[Data for this exercise — start]
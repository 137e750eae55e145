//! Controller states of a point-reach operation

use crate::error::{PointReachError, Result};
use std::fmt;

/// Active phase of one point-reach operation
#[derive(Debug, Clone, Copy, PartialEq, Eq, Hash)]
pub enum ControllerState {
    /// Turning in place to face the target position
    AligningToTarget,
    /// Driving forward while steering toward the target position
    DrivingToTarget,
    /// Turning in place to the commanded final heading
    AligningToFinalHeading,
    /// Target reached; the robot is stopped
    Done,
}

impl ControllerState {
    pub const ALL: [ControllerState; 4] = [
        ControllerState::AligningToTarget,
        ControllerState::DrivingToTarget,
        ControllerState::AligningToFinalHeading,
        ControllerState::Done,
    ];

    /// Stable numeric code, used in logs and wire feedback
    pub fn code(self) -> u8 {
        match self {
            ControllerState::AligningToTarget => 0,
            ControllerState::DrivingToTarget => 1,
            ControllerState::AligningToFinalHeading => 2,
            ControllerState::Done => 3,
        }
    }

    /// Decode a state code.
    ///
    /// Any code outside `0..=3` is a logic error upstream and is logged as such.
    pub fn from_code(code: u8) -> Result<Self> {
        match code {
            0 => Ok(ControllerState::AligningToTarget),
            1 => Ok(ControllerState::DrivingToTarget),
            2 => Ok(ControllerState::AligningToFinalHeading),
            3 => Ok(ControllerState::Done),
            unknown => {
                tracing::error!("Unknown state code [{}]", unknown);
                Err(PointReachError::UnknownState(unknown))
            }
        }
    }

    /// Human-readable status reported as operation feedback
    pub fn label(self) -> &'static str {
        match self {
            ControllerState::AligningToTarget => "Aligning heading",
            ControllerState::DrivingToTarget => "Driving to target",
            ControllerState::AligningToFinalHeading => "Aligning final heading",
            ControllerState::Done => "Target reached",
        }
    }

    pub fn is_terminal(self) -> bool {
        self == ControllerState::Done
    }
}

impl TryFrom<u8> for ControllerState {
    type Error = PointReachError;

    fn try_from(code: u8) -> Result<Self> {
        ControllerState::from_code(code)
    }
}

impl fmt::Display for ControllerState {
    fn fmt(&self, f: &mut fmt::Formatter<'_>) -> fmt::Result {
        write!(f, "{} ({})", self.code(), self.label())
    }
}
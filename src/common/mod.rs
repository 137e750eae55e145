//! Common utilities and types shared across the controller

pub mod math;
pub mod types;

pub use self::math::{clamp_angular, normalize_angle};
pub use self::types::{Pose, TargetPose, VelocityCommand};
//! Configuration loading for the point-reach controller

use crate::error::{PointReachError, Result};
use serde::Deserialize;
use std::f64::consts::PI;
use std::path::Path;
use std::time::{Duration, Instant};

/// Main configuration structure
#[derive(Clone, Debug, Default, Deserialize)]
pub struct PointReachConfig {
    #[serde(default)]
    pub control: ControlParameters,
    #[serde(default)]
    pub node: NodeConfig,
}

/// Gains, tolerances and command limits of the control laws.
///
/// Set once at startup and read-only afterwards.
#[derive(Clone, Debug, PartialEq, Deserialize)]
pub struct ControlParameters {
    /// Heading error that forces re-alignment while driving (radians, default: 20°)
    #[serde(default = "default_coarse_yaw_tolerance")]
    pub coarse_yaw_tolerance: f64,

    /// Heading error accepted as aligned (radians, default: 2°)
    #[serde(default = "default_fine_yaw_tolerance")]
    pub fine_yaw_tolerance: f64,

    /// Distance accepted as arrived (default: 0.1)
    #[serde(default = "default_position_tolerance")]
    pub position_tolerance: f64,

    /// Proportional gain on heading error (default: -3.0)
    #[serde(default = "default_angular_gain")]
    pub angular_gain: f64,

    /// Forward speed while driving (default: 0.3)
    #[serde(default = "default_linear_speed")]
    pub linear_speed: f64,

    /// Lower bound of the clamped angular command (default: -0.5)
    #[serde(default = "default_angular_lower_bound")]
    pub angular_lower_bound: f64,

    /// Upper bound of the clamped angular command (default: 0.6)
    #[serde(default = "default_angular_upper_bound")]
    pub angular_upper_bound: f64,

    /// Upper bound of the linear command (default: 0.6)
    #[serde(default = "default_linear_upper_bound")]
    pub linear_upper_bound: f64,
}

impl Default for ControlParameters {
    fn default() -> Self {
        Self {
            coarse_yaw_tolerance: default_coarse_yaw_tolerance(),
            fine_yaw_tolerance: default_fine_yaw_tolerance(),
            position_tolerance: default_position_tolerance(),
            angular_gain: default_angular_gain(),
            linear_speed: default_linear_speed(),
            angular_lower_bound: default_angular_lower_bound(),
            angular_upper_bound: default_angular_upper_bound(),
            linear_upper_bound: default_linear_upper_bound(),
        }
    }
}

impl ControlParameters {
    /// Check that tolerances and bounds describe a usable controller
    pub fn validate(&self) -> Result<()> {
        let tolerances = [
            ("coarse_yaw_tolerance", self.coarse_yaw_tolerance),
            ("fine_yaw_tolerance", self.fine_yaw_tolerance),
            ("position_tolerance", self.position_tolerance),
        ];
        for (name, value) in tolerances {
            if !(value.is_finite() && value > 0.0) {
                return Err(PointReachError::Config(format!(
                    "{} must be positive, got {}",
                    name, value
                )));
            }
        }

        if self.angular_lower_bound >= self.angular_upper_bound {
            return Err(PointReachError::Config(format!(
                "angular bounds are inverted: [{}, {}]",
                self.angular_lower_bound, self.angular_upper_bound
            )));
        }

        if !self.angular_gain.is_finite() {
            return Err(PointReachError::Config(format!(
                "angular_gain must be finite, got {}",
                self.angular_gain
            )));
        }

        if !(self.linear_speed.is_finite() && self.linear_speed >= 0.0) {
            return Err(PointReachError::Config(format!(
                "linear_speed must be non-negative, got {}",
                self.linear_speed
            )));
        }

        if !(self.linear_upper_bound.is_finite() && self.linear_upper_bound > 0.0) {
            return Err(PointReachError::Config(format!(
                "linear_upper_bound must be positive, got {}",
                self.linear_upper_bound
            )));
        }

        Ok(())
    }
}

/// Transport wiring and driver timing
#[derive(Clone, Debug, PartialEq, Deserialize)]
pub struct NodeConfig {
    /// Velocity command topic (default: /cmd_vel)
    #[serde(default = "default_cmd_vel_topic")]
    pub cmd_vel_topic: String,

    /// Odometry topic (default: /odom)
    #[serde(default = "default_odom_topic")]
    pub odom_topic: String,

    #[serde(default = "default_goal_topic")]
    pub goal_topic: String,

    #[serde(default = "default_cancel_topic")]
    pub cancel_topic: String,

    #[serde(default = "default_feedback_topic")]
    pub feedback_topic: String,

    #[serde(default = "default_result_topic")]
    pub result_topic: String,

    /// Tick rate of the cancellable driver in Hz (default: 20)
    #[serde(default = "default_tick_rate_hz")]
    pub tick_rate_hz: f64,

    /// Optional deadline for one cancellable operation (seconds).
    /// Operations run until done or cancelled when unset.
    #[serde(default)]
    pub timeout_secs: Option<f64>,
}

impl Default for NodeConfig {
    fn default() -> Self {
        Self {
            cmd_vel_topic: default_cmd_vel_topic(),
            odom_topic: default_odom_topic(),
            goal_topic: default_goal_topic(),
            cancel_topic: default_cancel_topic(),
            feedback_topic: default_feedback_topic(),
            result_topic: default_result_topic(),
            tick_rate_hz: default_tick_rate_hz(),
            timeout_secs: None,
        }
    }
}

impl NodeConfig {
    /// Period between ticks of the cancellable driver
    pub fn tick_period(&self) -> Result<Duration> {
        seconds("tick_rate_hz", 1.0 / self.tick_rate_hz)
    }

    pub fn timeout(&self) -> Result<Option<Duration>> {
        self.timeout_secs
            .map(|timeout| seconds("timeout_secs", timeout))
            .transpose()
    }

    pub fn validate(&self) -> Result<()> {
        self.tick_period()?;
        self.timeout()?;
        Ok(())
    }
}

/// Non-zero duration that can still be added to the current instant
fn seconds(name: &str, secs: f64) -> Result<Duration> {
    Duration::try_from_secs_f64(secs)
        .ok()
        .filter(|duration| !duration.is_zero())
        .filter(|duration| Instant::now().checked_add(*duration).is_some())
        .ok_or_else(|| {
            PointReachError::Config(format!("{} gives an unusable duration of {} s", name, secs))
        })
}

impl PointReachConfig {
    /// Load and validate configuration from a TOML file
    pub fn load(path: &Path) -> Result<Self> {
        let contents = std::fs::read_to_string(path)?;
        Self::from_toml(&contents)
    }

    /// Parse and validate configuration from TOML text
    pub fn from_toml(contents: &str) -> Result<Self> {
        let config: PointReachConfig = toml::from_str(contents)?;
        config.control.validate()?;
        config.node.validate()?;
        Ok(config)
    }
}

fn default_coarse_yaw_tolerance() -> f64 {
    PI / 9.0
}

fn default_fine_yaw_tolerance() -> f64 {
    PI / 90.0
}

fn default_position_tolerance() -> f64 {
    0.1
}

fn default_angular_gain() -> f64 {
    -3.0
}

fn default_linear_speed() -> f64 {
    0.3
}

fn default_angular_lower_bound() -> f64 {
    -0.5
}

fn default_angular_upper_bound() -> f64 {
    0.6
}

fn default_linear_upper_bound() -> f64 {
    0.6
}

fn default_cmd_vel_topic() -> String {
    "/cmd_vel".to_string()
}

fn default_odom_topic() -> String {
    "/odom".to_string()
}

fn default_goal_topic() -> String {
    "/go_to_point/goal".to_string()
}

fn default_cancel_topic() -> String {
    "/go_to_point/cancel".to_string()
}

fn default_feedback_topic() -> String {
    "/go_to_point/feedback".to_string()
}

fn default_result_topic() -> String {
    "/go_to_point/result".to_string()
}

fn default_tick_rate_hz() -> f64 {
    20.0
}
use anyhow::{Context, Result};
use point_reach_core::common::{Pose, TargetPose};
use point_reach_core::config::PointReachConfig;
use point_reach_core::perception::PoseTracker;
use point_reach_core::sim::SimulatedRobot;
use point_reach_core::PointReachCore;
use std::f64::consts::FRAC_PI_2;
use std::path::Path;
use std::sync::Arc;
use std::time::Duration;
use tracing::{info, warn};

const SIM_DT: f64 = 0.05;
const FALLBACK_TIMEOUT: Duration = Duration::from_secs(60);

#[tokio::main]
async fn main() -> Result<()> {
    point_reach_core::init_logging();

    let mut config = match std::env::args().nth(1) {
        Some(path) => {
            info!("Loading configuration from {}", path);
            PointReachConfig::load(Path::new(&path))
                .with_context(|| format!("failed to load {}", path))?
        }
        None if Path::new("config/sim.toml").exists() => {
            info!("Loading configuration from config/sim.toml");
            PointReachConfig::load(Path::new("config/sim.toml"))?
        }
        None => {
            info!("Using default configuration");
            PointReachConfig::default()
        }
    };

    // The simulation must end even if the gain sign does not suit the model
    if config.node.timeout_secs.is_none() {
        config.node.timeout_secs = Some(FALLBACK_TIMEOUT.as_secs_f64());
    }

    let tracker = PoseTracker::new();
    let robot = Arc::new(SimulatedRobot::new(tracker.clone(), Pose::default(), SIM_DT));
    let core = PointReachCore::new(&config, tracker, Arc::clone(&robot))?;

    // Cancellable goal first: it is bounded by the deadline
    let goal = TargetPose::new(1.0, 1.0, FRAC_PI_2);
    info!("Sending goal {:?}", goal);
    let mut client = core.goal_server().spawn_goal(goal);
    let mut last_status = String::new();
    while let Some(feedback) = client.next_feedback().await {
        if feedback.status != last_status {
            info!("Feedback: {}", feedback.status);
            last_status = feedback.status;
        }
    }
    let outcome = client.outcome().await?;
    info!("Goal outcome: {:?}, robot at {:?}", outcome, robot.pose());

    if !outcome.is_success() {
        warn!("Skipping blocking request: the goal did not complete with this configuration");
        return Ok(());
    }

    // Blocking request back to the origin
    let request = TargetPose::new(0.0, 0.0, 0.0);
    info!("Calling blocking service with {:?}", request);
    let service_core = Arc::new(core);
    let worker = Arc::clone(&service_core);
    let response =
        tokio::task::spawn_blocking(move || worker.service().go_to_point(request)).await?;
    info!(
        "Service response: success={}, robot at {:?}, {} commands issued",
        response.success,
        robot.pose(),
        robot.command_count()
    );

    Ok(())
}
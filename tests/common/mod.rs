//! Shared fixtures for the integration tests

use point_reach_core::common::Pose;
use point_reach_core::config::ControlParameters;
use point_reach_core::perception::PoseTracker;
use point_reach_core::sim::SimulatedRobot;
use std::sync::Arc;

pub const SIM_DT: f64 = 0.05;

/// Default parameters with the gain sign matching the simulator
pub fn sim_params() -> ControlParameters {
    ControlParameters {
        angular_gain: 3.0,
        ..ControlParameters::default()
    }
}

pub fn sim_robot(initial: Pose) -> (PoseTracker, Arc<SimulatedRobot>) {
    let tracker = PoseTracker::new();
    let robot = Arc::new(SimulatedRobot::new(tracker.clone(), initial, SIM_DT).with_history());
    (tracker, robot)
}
[Data for this exercise — finish]
_Exercise aim_. Reproduce the material above exactly, beginning at its first line and ending with the line that holds "impl TryFrom<u8> for". Include nothing else.

_Exercise output_.
repository 137e750eae55e145
//! Controller states of a point-reach operation

use crate::error::{PointReachError, Result};
use std::fmt;

/// Active phase of one point-reach operation
#[derive(Debug, Clone, Copy, PartialEq, Eq, Hash)]
pub enum ControllerState {
    /// Turning in place to face the target position
    AligningToTarget,
    /// Driving forward while steering toward the target position
    DrivingToTarget,
    /// Turning in place to the commanded final heading
    AligningToFinalHeading,
    /// Target reached; the robot is stopped
    Done,
}

impl ControllerState {
    pub const ALL: [ControllerState; 4] = [
        ControllerState::AligningToTarget,
        ControllerState::DrivingToTarget,
        ControllerState::AligningToFinalHeading,
        ControllerState::Done,
    ];

    /// Stable numeric code, used in logs and wire feedback
    pub fn code(self) -> u8 {
        match self {
            ControllerState::AligningToTarget => 0,
            ControllerState::DrivingToTarget => 1,
            ControllerState::AligningToFinalHeading => 2,
            ControllerState::Done => 3,
        }
    }

    /// Decode a state code.
    ///
    /// Any code outside `0..=3` is a logic error upstream and is logged as such.
    pub fn from_code(code: u8) -> Result<Self> {
        match code {
            0 => Ok(ControllerState::AligningToTarget),
            1 => Ok(ControllerState::DrivingToTarget),
            2 => Ok(ControllerState::AligningToFinalHeading),
            3 => Ok(ControllerState::Done),
            unknown => {
                tracing::error!("Unknown state code [{}]", unknown);
                Err(PointReachError::UnknownState(unknown))
            }
        }
    }

    /// Human-readable status reported as operation feedback
    pub fn label(self) -> &'static str {
        match self {
            ControllerState::AligningToTarget => "Aligning heading",
            ControllerState::DrivingToTarget => "Driving to target",
            ControllerState::AligningToFinalHeading => "Aligning final heading",
            ControllerState::Done => "Target reached",
        }
    }

    pub fn is_terminal(self) -> bool {
        self == ControllerState::Done
    }
}

impl TryFrom<u8> for ControllerState {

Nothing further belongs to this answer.